Splunk Search

Ticket analytics: How to chart open tickets over time like a "Burndown chart"?

charliehack
Engager

I would like to show an Open Ticket Count over time. A kind of “burndown chart”.

I’ve read around on the KB, but there seem to be quite a few people who have faced this issue over the years, but no good answer yet. The consensus seems to be to use lookups in order to maintain state, but this isn’t very useful for us since we are working off of purely historical data (not real-time). http://blogs.splunk.com/2011/01/11/maintaining-state-of-the-union/

In pseudocode, this is what I want to chart:

open_defects = {}

for day in date_range(now() - 90d, now()):
    open_defect_count = SELECT defects WHERE date_created < day AND date_closed > day OR status="Open"
    open_defects[day] = open_defect_count

line_chart(open_defects)

Any ideas for how to accomplish this? Just dedup'ing the tickets and charting count by date_created doesn't work, because the tickets are mostly all closed by now. I want the tickets that were "Open at X date".

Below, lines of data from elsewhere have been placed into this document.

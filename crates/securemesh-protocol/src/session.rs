//! Authenticated session handed to a handler

use crate::error::Result;
use crate::wire::{BoxedTransport, Transport, Wire};
use securemesh_crypto::SymmetricKey;
use serde::de::DeserializeOwned;
use serde::Serialize;
use std::fmt;

/// One connection's channel plus the key it was authenticated with
pub struct Session {
    wire: Wire<BoxedTransport>,
    key: SymmetricKey,
    peer_id: String,
}

impl Session {
    pub fn new(wire: Wire<BoxedTransport>, key: SymmetricKey, peer_id: impl Into<String>) -> Self {
        Session {
            wire,
            key,
            peer_id: peer_id.into(),
        }
    }

    /// Build a session directly over a stream
    pub fn over<T: Transport + 'static>(
        stream: T,
        key: SymmetricKey,
        peer_id: impl Into<String>,
    ) -> Self {
        Session::new(Wire::boxed(stream), key, peer_id)
    }

    /// Serialize, encrypt and send a value
    pub async fn write<T: Serialize + ?Sized>(&mut self, value: &T) -> Result<()> {
        self.wire.send_sealed(value, &self.key).await
    }

    /// Receive, decrypt and deserialize a value
    pub async fn read<T: DeserializeOwned>(&mut self) -> Result<T> {
        self.wire.recv_sealed(&self.key).await
    }

    /// Id of the remote node
    pub fn peer_id(&self) -> &str {
        &self.peer_id
    }

    pub fn key(&self) -> &SymmetricKey {
        &self.key
    }

    pub async fn shutdown(&mut self) -> Result<()> {
        self.wire.shutdown().await
    }
}

impl fmt::Debug for Session {
    fn fmt(&self, f: &mut fmt::Formatter<'_>) -> fmt::Result {
        f.debug_struct("Session")
            .field("peer_id", &self.peer_id)
            .finish_non_exhaustive()
    }
}
//! Error types for cryptographic operations

use thiserror::Error;

pub type Result<T> = std::result::Result<T, CryptoError>;

/// Failures of the crypto primitives.
///
/// Every primitive reports failure through this type instead of panicking,
/// so connection code can decide to drop the affected session.
#[derive(Error, Debug, Clone, PartialEq, Eq)]
pub enum CryptoError {
    #[error("Unsupported algorithm: {0}")]
    UnsupportedAlgorithm(String),

    #[error("Invalid key: {0}")]
    InvalidKey(String),

    #[error("Cipher operation failed")]
    Cipher,

    #[error("Serialization failed: {0}")]
    Serialization(String),

    #[error("Key agreement failed: {0}")]
    KeyAgreement(String),

    #[error("Random source unavailable: {0}")]
    RandomSource(String),
}
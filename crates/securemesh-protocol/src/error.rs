//! Error types for wire and session operations

use securemesh_crypto::CryptoError;
use thiserror::Error;

use crate::state::HandshakeState;

pub type Result<T> = std::result::Result<T, ProtocolError>;

#[derive(Error, Debug)]
pub enum ProtocolError {
    #[error("Connection closed by peer")]
    ConnectionClosed,

    #[error("Connection I/O error: {0}")]
    Io(#[from] std::io::Error),

    #[error("Frame too large: {size} bytes (max: {max})")]
    FrameTooLarge { size: usize, max: usize },

    #[error("Invalid handshake transition: {from} -> {to}")]
    InvalidTransition {
        from: HandshakeState,
        to: HandshakeState,
    },

    #[error("Crypto error: {0}")]
    Crypto(#[from] CryptoError),
}
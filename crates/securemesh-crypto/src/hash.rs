//! Message digests
//!
//! Algorithms are selected by name at runtime because the key-agreement
//! hash travels over the wire as a string during the handshake.

use crate::error::{CryptoError, Result};
use blake2::Blake2b512;
use serde::{Deserialize, Serialize};
use sha2::{Digest, Sha224, Sha256, Sha384, Sha512};
use sha3::{Sha3_224, Sha3_256, Sha3_384, Sha3_512};
use std::fmt;
use std::str::FromStr;

/// Supported digest algorithms
#[derive(Debug, Default, Clone, Copy, PartialEq, Eq, Hash, Serialize, Deserialize)]
#[serde(try_from = "String", into = "String")]
pub enum HashAlgorithm {
    Sha224,
    Sha256,
    Sha384,
    Sha512,
    Sha3_224,
    #[default]
    Sha3_256,
    Sha3_384,
    Sha3_512,
    Blake2b512,
}

impl HashAlgorithm {
    /// Canonical name used on the wire and in configuration
    pub fn name(self) -> &'static str {
        match self {
            HashAlgorithm::Sha224 => "SHA-224",
            HashAlgorithm::Sha256 => "SHA-256",
            HashAlgorithm::Sha384 => "SHA-384",
            HashAlgorithm::Sha512 => "SHA-512",
            HashAlgorithm::Sha3_224 => "SHA3-224",
            HashAlgorithm::Sha3_256 => "SHA3-256",
            HashAlgorithm::Sha3_384 => "SHA3-384",
            HashAlgorithm::Sha3_512 => "SHA3-512",
            HashAlgorithm::Blake2b512 => "BLAKE2b-512",
        }
    }

    /// Digest length in bytes
    pub fn output_len(self) -> usize {
        match self {
            HashAlgorithm::Sha224 | HashAlgorithm::Sha3_224 => 28,
            HashAlgorithm::Sha256 | HashAlgorithm::Sha3_256 => 32,
            HashAlgorithm::Sha384 | HashAlgorithm::Sha3_384 => 48,
            HashAlgorithm::Sha512 | HashAlgorithm::Sha3_512 | HashAlgorithm::Blake2b512 => 64,
        }
    }

    pub fn all() -> [HashAlgorithm; 9] {
        [
            HashAlgorithm::Sha224,
            HashAlgorithm::Sha256,
            HashAlgorithm::Sha384,
            HashAlgorithm::Sha512,
            HashAlgorithm::Sha3_224,
            HashAlgorithm::Sha3_256,
            HashAlgorithm::Sha3_384,
            HashAlgorithm::Sha3_512,
            HashAlgorithm::Blake2b512,
        ]
    }
}

impl FromStr for HashAlgorithm {
    type Err = CryptoError;

    fn from_str(s: &str) -> Result<Self> {
        HashAlgorithm::all()
            .into_iter()
            .find(|alg| alg.name().eq_ignore_ascii_case(s.trim()))
            .ok_or_else(|| CryptoError::UnsupportedAlgorithm(s.to_string()))
    }
}

impl TryFrom<String> for HashAlgorithm {
    type Error = CryptoError;

    fn try_from(value: String) -> Result<Self> {
        value.parse()
    }
}

impl From<HashAlgorithm> for String {
    fn from(alg: HashAlgorithm) -> Self {
        alg.name().to_string()
    }
}

impl fmt::Display for HashAlgorithm {
    fn fmt(&self, f: &mut fmt::Formatter<'_>) -> fmt::Result {
        f.write_str(self.name())
    }
}

fn digest_with<D: Digest>(value: &[u8]) -> Vec<u8> {
    D::digest(value).to_vec()
}

/// Hash raw bytes
pub fn digest(algorithm: HashAlgorithm, value: &[u8]) -> Vec<u8> {
    match algorithm {
        HashAlgorithm::Sha224 => digest_with::<Sha224>(value),
        HashAlgorithm::Sha256 => digest_with::<Sha256>(value),
        HashAlgorithm::Sha384 => digest_with::<Sha384>(value),
        HashAlgorithm::Sha512 => digest_with::<Sha512>(value),
        HashAlgorithm::Sha3_224 => digest_with::<Sha3_224>(value),
        HashAlgorithm::Sha3_256 => digest_with::<Sha3_256>(value),
        HashAlgorithm::Sha3_384 => digest_with::<Sha3_384>(value),
        HashAlgorithm::Sha3_512 => digest_with::<Sha3_512>(value),
        HashAlgorithm::Blake2b512 => digest_with::<Blake2b512>(value),
    }
}

/// Hash the UTF-8 bytes of `value` and return the digest as lowercase hex
pub fn digest_hex(algorithm: HashAlgorithm, value: &str) -> String {
    hex::encode(digest(algorithm, value.as_bytes()))
}

#[cfg(test)]
mod tests {
    use super::*;

    #[test]
    fn test_known_vectors() {
        assert_eq!(
            digest_hex(HashAlgorithm::Sha256, "abc"),
            "ba7816bf8f01cfea414140de5dae2223b00361a396177a9cb410ff61f20015ad"
        );
        assert_eq!(
            digest_hex(HashAlgorithm::Sha3_256, ""),
            "a7ffc6f8bf1ed76651c14756a061d662f580ff4de43b49fa82d80a4b80f8434a"
        );
    }

    #[test]
    fn test_output_lengths() {
        for alg in HashAlgorithm::all() {
            assert_eq!(
                digest(alg, b"securemesh").len(),
                alg.output_len(),
                "{} length mismatch",
                alg
            );
        }
    }

    #[test]
    fn test_name_parsing() {
        for alg in HashAlgorithm::all() {
            assert_eq!(alg.name().parse::<HashAlgorithm>().unwrap(), alg);
        }
        assert_eq!("sha3-512".parse::<HashAlgorithm>().unwrap(), HashAlgorithm::Sha3_512);
        assert!(matches!(
            "MD5".parse::<HashAlgorithm>(),
            Err(CryptoError::UnsupportedAlgorithm(_))
        ));
    }
}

Thanks in advance for help.

Charlie

0 Karma
1 Solution

charliehack
Engager

I ended up solving this with a custom search command. Praveen's answer above would work perfectly if the data were perfect, that is if you have an OPEN and a CLOSED event stored for each ticket. Unfortunately we don't have that.

Below is the script burndown.py for anyone who is interested. It runs slowly in Search but I think making it a saved search that runs daily will do the trick 🙂

'''
Burndown Chart custom search command for Splunk
Charles Hack, Accenture
<charles.hack@accenture.com>
April 2016

This script takes in a list of deduplicated ALM defect events (TODO: generalize)
and returns a table of days and the count of defects that were open on that day.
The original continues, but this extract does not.